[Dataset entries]
——————

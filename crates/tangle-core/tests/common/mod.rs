// Shared fixtures for host-side tests: a font-free metrics stub and arm presets.

#![allow(dead_code)]

use glam::{Vec2, Vec3};
use tangle_core::{ArmSet, ArmSpec, GlyphMetrics, GlyphOutline, Params};

pub const ADVANCE: f32 = 0.7; // pen advance per character, in em
pub const INK: f32 = 0.6; // ink width of every non-space glyph except 'I', in em

/// Fixed-advance font: 'I' is a hairline at the pen position, spaces have no ink.
pub struct StubMetrics;

impl GlyphMetrics for StubMetrics {
    fn extent(&self, text: &str, size: f32) -> f32 {
        let mut right = 0.0f32;
        for (i, ch) in text.chars().enumerate() {
            if ch == ' ' {
                continue;
            }
            let pen = i as f32 * ADVANCE * size;
            let ink = if ch == 'I' { 0.0 } else { INK * size };
            right = right.max(pen + ink);
        }
        right
    }

    fn outline(&self, ch: char, size: f32) -> GlyphOutline {
        if ch == ' ' {
            return GlyphOutline::default();
        }
        GlyphOutline {
            segments: vec![[Vec2::ZERO, Vec2::new(INK * size, size)]],
        }
    }
}

pub fn circle_arms(radius: f32) -> ArmSet {
    let mut arms = ArmSet::new();
    arms.push(ArmSpec::new(radius, Vec3::ZERO, 1.0));
    arms
}

/// Defaults with the self-rotating arm switched off so the curve stays put.
pub fn still_params() -> Params {
    let mut params = Params::default();
    params.animate_rotation_z = false;
    params
}
//! Arm descriptors for the spirograph construction.
//!
//! Each arm sweeps a circle of `length` radius, tilted by a fixed XYZ Euler
//! rotation, at `frequency` turns per curve traversal. Arm `i` is centered on
//! the endpoint of arm `i - 1`.

use crate::constants::CANONICAL_ARMS;
use glam::Vec3;
use rand::Rng;
use smallvec::SmallVec;
use std::f32::consts::PI;

#[derive(Clone, Copy, Debug, PartialEq)]
pub struct ArmSpec {
    pub length: f32,
    /// Euler angles in radians, applied in XYZ order.
    pub rotation: Vec3,
    pub frequency: f32,
}

impl ArmSpec {
    pub const fn new(length: f32, rotation: Vec3, frequency: f32) -> Self {
        Self {
            length,
            rotation,
            frequency,
        }
    }
}

/// Ordered arm collection. Three arms is the usual shape, any N >= 1 works.
pub type ArmSet = SmallVec<[ArmSpec; 3]>;

#[derive(Clone, Copy, Debug, PartialEq, Eq)]
pub enum ArmField {
    Length,
    RotationX,
    RotationY,
    RotationZ,
    Frequency,
}

pub fn canonical_arms() -> ArmSet {
    CANONICAL_ARMS
        .iter()
        .map(|&(length, rotation, frequency)| {
            ArmSpec::new(length, Vec3::from(rotation), frequency)
        })
        .collect()
}

/// Single circle of radius 0.5; the remaining arms collapse to nothing.
pub fn zeroed_arms() -> ArmSet {
    let mut arms = ArmSet::new();
    arms.push(ArmSpec::new(0.5, Vec3::ZERO, 1.0));
    arms.push(ArmSpec::new(0.0, Vec3::ZERO, 0.0));
    arms.push(ArmSpec::new(0.0, Vec3::ZERO, 0.0));
    arms
}

/// Redraw every arm in place: length in [0, 0.5), each rotation axis in
/// [0, PI), integer frequency in 0..=10.
pub fn randomize_arms<R: Rng + ?Sized>(arms: &mut ArmSet, rng: &mut R) {
    for arm in arms.iter_mut() {
        arm.length = rng.gen_range(0.0..0.5);
        arm.rotation = Vec3::new(
            rng.gen_range(0.0..PI),
            rng.gen_range(0.0..PI),
            rng.gen_range(0.0..PI),
        );
        arm.frequency = rng.gen_range(0..=10) as f32;
    }
}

——————

* Exercise brief
Nothing should be dropped. Retype each line above as it is.

* Output for this exercise
filename crates/tangle-core/tests/common/mod.rs
// Shared fixtures for host-side tests: a font-free metrics stub and arm presets.

#![allow(dead_code)]

use glam::{Vec2, Vec3};
use tangle_core::{ArmSet, ArmSpec, GlyphMetrics, GlyphOutline, Params};

pub const ADVANCE: f32 = 0.7; // pen advance per character, in em
pub const INK: f32 = 0.6; // ink width of every non-space glyph except 'I', in em

/// Fixed-advance font: 'I' is a hairline at the pen position, spaces have no ink.
pub struct StubMetrics;

impl GlyphMetrics for StubMetrics {
    fn extent(&self, text: &str, size: f32) -> f32 {
        let mut right = 0.0f32;
        for (i, ch) in text.chars().enumerate() {
            if ch == ' ' {
                continue;
            }
            let pen = i as f32 * ADVANCE * size;
            let ink = if ch == 'I' { 0.0 } else { INK * size };
            right = right.max(pen + ink);
        }
        right
    }

    fn outline(&self, ch: char, size: f32) -> GlyphOutline {
        if ch == ' ' {
            return GlyphOutline::default();
        }
        GlyphOutline {
            segments: vec![[Vec2::ZERO, Vec2::new(INK * size, size)]],
        }
    }
}

pub fn circle_arms(radius: f32) -> ArmSet {
    let mut arms = ArmSet::new();
    arms.push(ArmSpec::new(radius, Vec3::ZERO, 1.0));
    arms
}

/// Defaults with the self-rotating arm switched off so the curve stays put.
pub fn still_params() -> Params {
    let mut params = Params::default();
    params.animate_rotation_z = false;
    params
}
//! Arm descriptors for the spirograph construction.
//!
//! Each arm sweeps a circle of `length` radius, tilted by a fixed XYZ Euler
//! rotation, at `frequency` turns per curve traversal. Arm `i` is centered on
//! the endpoint of arm `i - 1`.

use crate::constants::CANONICAL_ARMS;
use glam::Vec3;
use rand::Rng;
use smallvec::SmallVec;
use std::f32::consts::PI;

#[derive(Clone, Copy, Debug, PartialEq)]
pub struct ArmSpec {
    pub length: f32,
    /// Euler angles in radians, applied in XYZ order.
    pub rotation: Vec3,
    pub frequency: f32,
}

impl ArmSpec {
    pub const fn new(length: f32, rotation: Vec3, frequency: f32) -> Self {
        Self {
            length,
            rotation,
            frequency,
        }
    }
}

/// Ordered arm collection. Three arms is the usual shape, any N >= 1 works.
pub type ArmSet = SmallVec<[ArmSpec; 3]>;

#[derive(Clone, Copy, Debug, PartialEq, Eq)]
pub enum ArmField {
    Length,
    RotationX,
    RotationY,
    RotationZ,
    Frequency,
}

pub fn canonical_arms() -> ArmSet {
    CANONICAL_ARMS
        .iter()
        .map(|&(length, rotation, frequency)| {
            ArmSpec::new(length, Vec3::from(rotation), frequency)
        })
        .collect()
}

/// Single circle of radius 0.5; the remaining arms collapse to nothing.
pub fn zeroed_arms() -> ArmSet {
    let mut arms = ArmSet::new();
    arms.push(ArmSpec::new(0.5, Vec3::ZERO, 1.0));
    arms.push(ArmSpec::new(0.0, Vec3::ZERO, 0.0));
    arms.push(ArmSpec::new(0.0, Vec3::ZERO, 0.0));
    arms
}

/// Redraw every arm in place: length in [0, 0.5), each rotation axis in
/// [0, PI), integer frequency in 0..=10.
pub fn randomize_arms<R: Rng + ?Sized>(arms: &mut ArmSet, rng: &mut R) {
    for arm in arms.iter_mut() {
        arm.length = rng.gen_range(0.0..0.5);
        arm.rotation = Vec3::new(
            rng.gen_range(0.0..PI),
            rng.gen_range(0.0..PI),
            rng.gen_range(0.0..PI),
        );
        arm.frequency = rng.gen_range(0..=10) as f32;
    }
}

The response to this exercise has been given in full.